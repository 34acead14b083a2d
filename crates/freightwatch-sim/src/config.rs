//! Configuration loading and typed config structures.
//!
//! The canonical configuration lives in `freightwatch-config.yaml` at
//! the project root. This module defines strongly-typed structs that
//! mirror the YAML structure, and provides a loader that reads the file
//! and applies environment overrides.

use std::path::Path;

use serde::Deserialize;

/// Errors that can occur when loading configuration.
#[derive(Debug, thiserror::Error)]
pub enum ConfigError {
    /// Failed to read the configuration file from disk.
    #[error("failed to read config file: {source}")]
    Io {
        /// The underlying I/O error.
        #[from]
        source: std::io::Error,
    },

    /// Failed to parse YAML content.
    #[error("failed to parse config YAML: {source}")]
    Yaml {
        /// The underlying YAML parse error.
        source: serde_yml::Error,
    },
}

impl From<serde_yml::Error> for ConfigError {
    fn from(source: serde_yml::Error) -> Self {
        Self::Yaml { source }
    }
}

/// Top-level simulation configuration.
///
/// Mirrors the structure of `freightwatch-config.yaml`. All fields have
/// defaults so a missing file or section falls back to a runnable
/// demo setup.
#[derive(Debug, Clone, Default, PartialEq, Deserialize)]
pub struct SimulationConfig {
    /// World-level settings (name, seed, timing).
    #[serde(default)]
    pub world: WorldConfig,

    /// Fleet size and spawning.
    #[serde(default)]
    pub fleet: FleetConfig,

    /// Route generation tuning.
    #[serde(default)]
    pub routing: RoutingConfig,

    /// Per-container stochastic behavior.
    #[serde(default)]
    pub behavior: BehaviorConfig,

    /// Telemetry and alert delivery.
    #[serde(default)]
    pub telemetry: TelemetryConfig,

    /// Geofence source and reload.
    #[serde(default)]
    pub geofences: GeofenceConfig,
}

impl SimulationConfig {
    /// Load configuration from a YAML file at the given path.
    ///
    /// The `FREIGHTWATCH_GEOFENCES` environment variable overrides
    /// `geofences.path`.
    ///
    /// # Errors
    ///
    /// Returns [`ConfigError::Io`] if the file cannot be read, or
    /// [`ConfigError::Yaml`] if the content is not valid YAML.
    pub fn from_file(path: &Path) -> Result<Self, ConfigError> {
        let contents = std::fs::read_to_string(path)?;
        Self::parse(&contents)
    }

    /// Parse configuration from a YAML string.
    ///
    /// # Errors
    ///
    /// Returns [`ConfigError::Yaml`] if the string is not valid YAML.
    pub fn parse(yaml: &str) -> Result<Self, ConfigError> {
        let mut config: Self = serde_yml::from_str(yaml)?;
        config.geofences.apply_env_overrides();
        Ok(config)
    }
}

/// World-level configuration.
#[derive(Debug, Clone, PartialEq, Deserialize)]
pub struct WorldConfig {
    /// Human-readable simulation name.
    #[serde(default = "default_world_name")]
    pub name: String,

    /// Random seed for reproducibility.
    #[serde(default = "default_seed")]
    pub seed: u64,

    /// Real-time milliseconds per tick.
    #[serde(default = "default_tick_interval_ms")]
    pub tick_interval_ms: u64,

    /// Simulated seconds per real second.
    #[serde(default = "default_speed")]
    pub speed: f64,

    /// Stop after this many ticks; 0 means unbounded.
    #[serde(default)]
    pub max_ticks: u64,
}

impl Default for WorldConfig {
    fn default() -> Self {
        Self {
            name: default_world_name(),
            seed: default_seed(),
            tick_interval_ms: default_tick_interval_ms(),
            speed: default_speed(),
            max_ticks: 0,
        }
    }
}

/// Fleet configuration.
#[derive(Debug, Clone, PartialEq, Eq, Deserialize)]
pub struct FleetConfig {
    /// Number of containers to spawn at startup.
    #[serde(default = "default_initial_containers")]
    pub initial_containers: u32,
}

impl Default for FleetConfig {
    fn default() -> Self {
        Self {
            initial_containers: default_initial_containers(),
        }
    }
}

/// Route generation configuration.
#[derive(Debug, Clone, PartialEq, Deserialize)]
pub struct RoutingConfig {
    /// Probability that a rail-eligible journey gets a rail final leg.
    #[serde(default = "default_rail_probability")]
    pub rail_probability: f64,

    /// Maximum lateral deviation for intermediate sea points, km.
    #[serde(default = "default_max_deviation_km")]
    pub max_deviation_km: f64,

    /// Water-validation nudge attempts per failed segment.
    #[serde(default = "default_nudge_retries")]
    pub nudge_retries: usize,

    /// Target spacing between generated transit points, km.
    #[serde(default = "default_transit_spacing_km")]
    pub transit_spacing_km: f64,
}

impl Default for RoutingConfig {
    fn default() -> Self {
        Self {
            rail_probability: default_rail_probability(),
            max_deviation_km: default_max_deviation_km(),
            nudge_retries: default_nudge_retries(),
            transit_spacing_km: default_transit_spacing_km(),
        }
    }
}

/// Container behavior configuration.
#[derive(Debug, Clone, PartialEq, Deserialize)]
pub struct BehaviorConfig {
    /// Probability of a dwell pause at a waypoint crossing.
    #[serde(default = "default_dwell_probability")]
    pub dwell_probability: f64,

    /// Shortest dwell pause, simulated minutes.
    #[serde(default = "default_dwell_min_minutes")]
    pub dwell_min_minutes: i64,

    /// Longest dwell pause, simulated minutes.
    #[serde(default = "default_dwell_max_minutes")]
    pub dwell_max_minutes: i64,

    /// Interval between location pings, simulated minutes.
    #[serde(default = "default_ping_interval_minutes")]
    pub ping_interval_minutes: i64,

    /// Probability of door activity at an arrival stop.
    #[serde(default = "default_door_probability")]
    pub door_probability: f64,

    /// Consecutive faults before a container is removed.
    #[serde(default = "default_fault_threshold")]
    pub fault_threshold: u32,
}

impl Default for BehaviorConfig {
    fn default() -> Self {
        Self {
            dwell_probability: default_dwell_probability(),
            dwell_min_minutes: default_dwell_min_minutes(),
            dwell_max_minutes: default_dwell_max_minutes(),
            ping_interval_minutes: default_ping_interval_minutes(),
            door_probability: default_door_probability(),
            fault_threshold: default_fault_threshold(),
        }
    }
}

/// Telemetry and alert delivery configuration.
#[derive(Debug, Clone, PartialEq, Eq, Deserialize)]
pub struct TelemetryConfig {
    /// Shortest tracker transmission delay, seconds.
    #[serde(default = "default_report_delay_min_secs")]
    pub report_delay_min_secs: i64,

    /// Longest tracker transmission delay, seconds.
    #[serde(default = "default_report_delay_max_secs")]
    pub report_delay_max_secs: i64,

    /// Bounded gate-event queue capacity.
    #[serde(default = "default_queue_capacity")]
    pub queue_capacity: usize,

    /// Maximum alerts retained in the in-memory store.
    #[serde(default = "default_alert_store_capacity")]
    pub alert_store_capacity: usize,
}

impl Default for TelemetryConfig {
    fn default() -> Self {
        Self {
            report_delay_min_secs: default_report_delay_min_secs(),
            report_delay_max_secs: default_report_delay_max_secs(),
            queue_capacity: default_queue_capacity(),
            alert_store_capacity: default_alert_store_capacity(),
        }
    }
}

/// Geofence source configuration.
#[derive(Debug, Clone, Default, PartialEq, Eq, Deserialize)]
pub struct GeofenceConfig {
    /// Path to a GeoJSON feature collection. When absent the built-in
    /// demo world is used.
    #[serde(default)]
    pub path: Option<String>,

    /// Reload interval in real seconds; 0 disables reloading.
    #[serde(default)]
    pub reload_interval_secs: u64,
}

impl GeofenceConfig {
    /// Apply environment variable overrides.
    pub fn apply_env_overrides(&mut self) {
        if let Ok(path) = std::env::var("FREIGHTWATCH_GEOFENCES")
            && !path.is_empty()
        {
            self.path = Some(path);
        }
    }
}

fn default_world_name() -> String {
    "freightwatch".to_owned()
}

const fn default_seed() -> u64 {
    42
}

const fn default_tick_interval_ms() -> u64 {
    1000
}

const fn default_speed() -> f64 {
    900.0
}

const fn default_initial_containers() -> u32 {
    25
}

const fn default_rail_probability() -> f64 {
    0.30
}

const fn default_max_deviation_km() -> f64 {
    50.0
}

const fn default_nudge_retries() -> usize {
    3
}

const fn default_transit_spacing_km() -> f64 {
    500.0
}

const fn default_dwell_probability() -> f64 {
    0.15
}

const fn default_dwell_min_minutes() -> i64 {
    30
}

const fn default_dwell_max_minutes() -> i64 {
    360
}

const fn default_ping_interval_minutes() -> i64 {
    15
}

const fn default_door_probability() -> f64 {
    0.3
}

const fn default_fault_threshold() -> u32 {
    3
}

const fn default_report_delay_min_secs() -> i64 {
    30
}

const fn default_report_delay_max_secs() -> i64 {
    600
}

const fn default_queue_capacity() -> usize {
    1024
}

const fn default_alert_store_capacity() -> usize {
    10_000
}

****

◆ **WORK ORDER**: The range runs from the line with "pub struct TelemetryConfig" up to and including the line with "pub fn apply_env_overrides(&mut" in the listing above; please write out exactly those lines and nothing more.

◆ **YOUR SOLUTION**:
pub struct TelemetryConfig {
    /// Shortest tracker transmission delay, seconds.
    #[serde(default = "default_report_delay_min_secs")]
    pub report_delay_min_secs: i64,

    /// Longest tracker transmission delay, seconds.
    #[serde(default = "default_report_delay_max_secs")]
    pub report_delay_max_secs: i64,

    /// Bounded gate-event queue capacity.
    #[serde(default = "default_queue_capacity")]
    pub queue_capacity: usize,

    /// Maximum alerts retained in the in-memory store.
    #[serde(default = "default_alert_store_capacity")]
    pub alert_store_capacity: usize,
}

impl Default for TelemetryConfig {
    fn default() -> Self {
        Self {
            report_delay_min_secs: default_report_delay_min_secs(),
            report_delay_max_secs: default_report_delay_max_secs(),
            queue_capacity: default_queue_capacity(),
            alert_store_capacity: default_alert_store_capacity(),
        }
    }
}

/// Geofence source configuration.
#[derive(Debug, Clone, Default, PartialEq, Eq, Deserialize)]
pub struct GeofenceConfig {
    /// Path to a GeoJSON feature collection. When absent the built-in
    /// demo world is used.
    #[serde(default)]
    pub path: Option<String>,

    /// Reload interval in real seconds; 0 disables reloading.
    #[serde(default)]
    pub reload_interval_secs: u64,
}

impl GeofenceConfig {
    /// Apply environment variable overrides.
    pub fn apply_env_overrides(&mut self) {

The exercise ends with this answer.